How to complete this task → Everything from the first line of the records to the line containing "warning (if applicable)", inclusive, is to be extracted exactly, and nothing more.

%%

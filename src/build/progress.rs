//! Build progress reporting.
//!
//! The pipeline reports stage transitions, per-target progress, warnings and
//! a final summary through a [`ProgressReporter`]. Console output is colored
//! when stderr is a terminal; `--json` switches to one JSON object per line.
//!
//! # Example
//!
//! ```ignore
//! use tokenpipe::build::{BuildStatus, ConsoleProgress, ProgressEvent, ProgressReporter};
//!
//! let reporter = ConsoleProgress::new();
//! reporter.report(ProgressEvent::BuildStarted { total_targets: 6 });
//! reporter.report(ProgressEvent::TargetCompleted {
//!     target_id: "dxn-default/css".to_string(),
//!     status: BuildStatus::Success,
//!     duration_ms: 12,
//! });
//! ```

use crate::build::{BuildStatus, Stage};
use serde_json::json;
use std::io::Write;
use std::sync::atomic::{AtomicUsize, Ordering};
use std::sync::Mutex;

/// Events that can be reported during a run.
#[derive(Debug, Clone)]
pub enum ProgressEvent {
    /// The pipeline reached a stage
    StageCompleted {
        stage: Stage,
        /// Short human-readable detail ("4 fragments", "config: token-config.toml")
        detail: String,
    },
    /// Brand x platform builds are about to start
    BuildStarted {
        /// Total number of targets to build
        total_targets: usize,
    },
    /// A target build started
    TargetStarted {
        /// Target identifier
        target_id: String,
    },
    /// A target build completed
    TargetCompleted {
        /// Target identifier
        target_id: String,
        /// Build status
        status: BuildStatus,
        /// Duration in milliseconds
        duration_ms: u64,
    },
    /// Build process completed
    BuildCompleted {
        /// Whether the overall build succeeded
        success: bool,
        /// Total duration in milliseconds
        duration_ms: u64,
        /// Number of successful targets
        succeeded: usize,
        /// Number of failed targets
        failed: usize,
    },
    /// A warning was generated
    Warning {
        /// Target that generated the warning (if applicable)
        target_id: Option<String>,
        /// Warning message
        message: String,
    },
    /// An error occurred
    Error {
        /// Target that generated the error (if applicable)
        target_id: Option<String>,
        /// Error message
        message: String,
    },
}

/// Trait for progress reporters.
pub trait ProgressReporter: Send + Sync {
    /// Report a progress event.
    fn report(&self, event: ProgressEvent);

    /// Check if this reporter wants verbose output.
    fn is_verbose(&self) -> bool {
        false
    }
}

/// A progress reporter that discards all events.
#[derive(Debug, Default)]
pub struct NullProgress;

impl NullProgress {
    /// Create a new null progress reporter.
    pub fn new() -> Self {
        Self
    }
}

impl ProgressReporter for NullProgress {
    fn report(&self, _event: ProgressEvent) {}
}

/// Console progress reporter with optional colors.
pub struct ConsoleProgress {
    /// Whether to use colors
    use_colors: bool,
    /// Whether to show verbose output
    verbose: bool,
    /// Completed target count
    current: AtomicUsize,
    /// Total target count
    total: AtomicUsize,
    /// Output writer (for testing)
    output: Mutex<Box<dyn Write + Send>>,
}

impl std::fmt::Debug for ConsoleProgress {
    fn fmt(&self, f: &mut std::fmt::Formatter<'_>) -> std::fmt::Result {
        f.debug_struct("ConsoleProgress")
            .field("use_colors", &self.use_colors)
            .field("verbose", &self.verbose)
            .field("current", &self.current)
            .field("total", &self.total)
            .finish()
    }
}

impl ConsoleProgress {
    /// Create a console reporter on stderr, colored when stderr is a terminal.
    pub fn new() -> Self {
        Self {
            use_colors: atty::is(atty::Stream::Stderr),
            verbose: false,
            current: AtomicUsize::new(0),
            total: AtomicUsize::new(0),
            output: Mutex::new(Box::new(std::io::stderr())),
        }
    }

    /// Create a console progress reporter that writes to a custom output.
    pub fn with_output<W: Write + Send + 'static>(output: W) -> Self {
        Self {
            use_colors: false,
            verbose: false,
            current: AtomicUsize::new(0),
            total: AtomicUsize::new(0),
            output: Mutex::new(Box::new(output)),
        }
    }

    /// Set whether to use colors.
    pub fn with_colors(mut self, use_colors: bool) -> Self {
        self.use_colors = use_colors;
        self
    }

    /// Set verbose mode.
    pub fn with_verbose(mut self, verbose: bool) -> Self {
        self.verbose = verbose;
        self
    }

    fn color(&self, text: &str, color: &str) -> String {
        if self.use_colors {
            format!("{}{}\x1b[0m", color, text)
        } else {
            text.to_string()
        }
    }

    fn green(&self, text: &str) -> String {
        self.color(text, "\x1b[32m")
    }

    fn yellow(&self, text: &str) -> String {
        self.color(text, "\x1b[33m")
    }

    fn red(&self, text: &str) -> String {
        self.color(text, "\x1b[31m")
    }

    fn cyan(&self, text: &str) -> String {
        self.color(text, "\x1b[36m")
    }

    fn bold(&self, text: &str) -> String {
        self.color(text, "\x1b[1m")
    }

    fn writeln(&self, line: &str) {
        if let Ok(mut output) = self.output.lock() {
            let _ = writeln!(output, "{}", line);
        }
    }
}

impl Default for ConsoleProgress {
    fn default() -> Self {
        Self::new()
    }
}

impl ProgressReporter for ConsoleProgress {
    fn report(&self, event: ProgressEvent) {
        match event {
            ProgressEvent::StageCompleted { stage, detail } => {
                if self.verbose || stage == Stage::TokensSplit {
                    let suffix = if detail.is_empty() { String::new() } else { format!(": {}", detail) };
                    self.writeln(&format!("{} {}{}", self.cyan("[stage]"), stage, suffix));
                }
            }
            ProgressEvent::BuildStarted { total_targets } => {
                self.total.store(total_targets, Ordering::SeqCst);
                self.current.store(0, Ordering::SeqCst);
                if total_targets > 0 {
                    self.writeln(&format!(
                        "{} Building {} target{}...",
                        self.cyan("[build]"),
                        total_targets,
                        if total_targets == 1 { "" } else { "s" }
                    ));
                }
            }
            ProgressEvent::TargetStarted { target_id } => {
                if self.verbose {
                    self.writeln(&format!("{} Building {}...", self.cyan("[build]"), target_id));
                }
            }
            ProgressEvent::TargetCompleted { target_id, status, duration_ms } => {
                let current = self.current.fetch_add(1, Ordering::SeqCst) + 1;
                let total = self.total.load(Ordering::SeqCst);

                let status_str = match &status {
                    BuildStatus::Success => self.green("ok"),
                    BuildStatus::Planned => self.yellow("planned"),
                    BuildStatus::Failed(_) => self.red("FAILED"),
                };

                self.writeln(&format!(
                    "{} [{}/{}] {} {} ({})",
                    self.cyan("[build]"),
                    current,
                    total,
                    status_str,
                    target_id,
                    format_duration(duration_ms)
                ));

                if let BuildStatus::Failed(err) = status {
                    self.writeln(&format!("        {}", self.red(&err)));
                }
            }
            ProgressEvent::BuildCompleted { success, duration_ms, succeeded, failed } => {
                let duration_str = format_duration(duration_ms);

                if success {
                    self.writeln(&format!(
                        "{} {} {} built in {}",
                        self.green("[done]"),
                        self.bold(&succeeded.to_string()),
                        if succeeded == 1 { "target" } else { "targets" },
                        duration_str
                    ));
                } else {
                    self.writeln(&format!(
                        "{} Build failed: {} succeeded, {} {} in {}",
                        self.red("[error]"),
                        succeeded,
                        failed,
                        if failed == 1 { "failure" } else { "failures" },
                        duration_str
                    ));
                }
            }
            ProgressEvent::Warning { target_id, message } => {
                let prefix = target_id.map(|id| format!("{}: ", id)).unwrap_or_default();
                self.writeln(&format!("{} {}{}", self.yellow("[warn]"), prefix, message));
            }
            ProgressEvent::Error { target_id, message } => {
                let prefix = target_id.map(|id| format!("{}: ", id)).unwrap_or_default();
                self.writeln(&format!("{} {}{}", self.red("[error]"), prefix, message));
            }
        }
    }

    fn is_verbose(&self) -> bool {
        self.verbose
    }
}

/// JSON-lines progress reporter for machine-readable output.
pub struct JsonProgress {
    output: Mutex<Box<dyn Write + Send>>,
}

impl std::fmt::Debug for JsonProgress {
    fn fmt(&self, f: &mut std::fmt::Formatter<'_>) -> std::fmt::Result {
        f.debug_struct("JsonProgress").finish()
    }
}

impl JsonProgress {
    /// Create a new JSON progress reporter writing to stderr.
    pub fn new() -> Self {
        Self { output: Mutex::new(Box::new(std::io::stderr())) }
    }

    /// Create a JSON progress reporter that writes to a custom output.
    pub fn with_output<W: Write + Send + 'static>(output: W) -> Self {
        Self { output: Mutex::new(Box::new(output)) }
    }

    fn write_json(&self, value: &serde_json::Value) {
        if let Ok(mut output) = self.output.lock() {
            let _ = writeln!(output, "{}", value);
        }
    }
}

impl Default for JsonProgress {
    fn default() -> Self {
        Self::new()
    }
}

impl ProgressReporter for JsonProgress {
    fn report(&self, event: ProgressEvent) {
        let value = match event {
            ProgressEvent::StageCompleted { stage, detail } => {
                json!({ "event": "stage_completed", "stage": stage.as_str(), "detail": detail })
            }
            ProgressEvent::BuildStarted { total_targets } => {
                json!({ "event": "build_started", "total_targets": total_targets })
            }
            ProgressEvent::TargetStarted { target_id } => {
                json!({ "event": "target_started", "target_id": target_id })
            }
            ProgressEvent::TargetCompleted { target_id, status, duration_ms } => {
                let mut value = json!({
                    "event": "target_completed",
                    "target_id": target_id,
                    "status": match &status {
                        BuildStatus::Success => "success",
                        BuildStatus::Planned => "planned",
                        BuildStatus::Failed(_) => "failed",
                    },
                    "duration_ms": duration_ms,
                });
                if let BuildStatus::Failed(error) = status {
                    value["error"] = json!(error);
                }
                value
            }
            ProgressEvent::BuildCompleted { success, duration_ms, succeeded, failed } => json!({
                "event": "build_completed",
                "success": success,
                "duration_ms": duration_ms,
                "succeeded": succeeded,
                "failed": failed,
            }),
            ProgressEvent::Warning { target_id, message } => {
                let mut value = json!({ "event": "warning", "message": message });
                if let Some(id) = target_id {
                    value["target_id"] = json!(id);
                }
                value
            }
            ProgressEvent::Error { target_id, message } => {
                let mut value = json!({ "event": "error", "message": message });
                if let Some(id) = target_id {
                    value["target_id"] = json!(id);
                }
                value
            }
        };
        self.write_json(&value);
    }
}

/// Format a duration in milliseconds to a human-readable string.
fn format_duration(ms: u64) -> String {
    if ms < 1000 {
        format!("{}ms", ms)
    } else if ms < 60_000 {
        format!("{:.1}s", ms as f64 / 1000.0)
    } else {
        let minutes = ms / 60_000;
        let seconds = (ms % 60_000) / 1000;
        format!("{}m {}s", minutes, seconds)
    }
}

%%

Task result →
filename src/build/progress.rs
//! Build progress reporting.
//!
//! The pipeline reports stage transitions, per-target progress, warnings and
//! a final summary through a [`ProgressReporter`]. Console output is colored
//! when stderr is a terminal; `--json` switches to one JSON object per line.
//!
//! # Example
//!
//! ```ignore
//! use tokenpipe::build::{BuildStatus, ConsoleProgress, ProgressEvent, ProgressReporter};
//!
//! let reporter = ConsoleProgress::new();
//! reporter.report(ProgressEvent::BuildStarted { total_targets: 6 });
//! reporter.report(ProgressEvent::TargetCompleted {
//!     target_id: "dxn-default/css".to_string(),
//!     status: BuildStatus::Success,
//!     duration_ms: 12,
//! });
//! ```

use crate::build::{BuildStatus, Stage};
use serde_json::json;
use std::io::Write;
use std::sync::atomic::{AtomicUsize, Ordering};
use std::sync::Mutex;

/// Events that can be reported during a run.
#[derive(Debug, Clone)]
pub enum ProgressEvent {
    /// The pipeline reached a stage
    StageCompleted {
        stage: Stage,
        /// Short human-readable detail ("4 fragments", "config: token-config.toml")
        detail: String,
    },
    /// Brand x platform builds are about to start
    BuildStarted {
        /// Total number of targets to build
        total_targets: usize,
    },
    /// A target build started
    TargetStarted {
        /// Target identifier
        target_id: String,
    },
    /// A target build completed
    TargetCompleted {
        /// Target identifier
        target_id: String,
        /// Build status
        status: BuildStatus,
        /// Duration in milliseconds
        duration_ms: u64,
    },
    /// Build process completed
    BuildCompleted {
        /// Whether the overall build succeeded
        success: bool,
        /// Total duration in milliseconds
        duration_ms: u64,
        /// Number of successful targets
        succeeded: usize,
        /// Number of failed targets
        failed: usize,
    },
    /// A warning was generated
    Warning {
        /// Target that generated the warning (if applicable)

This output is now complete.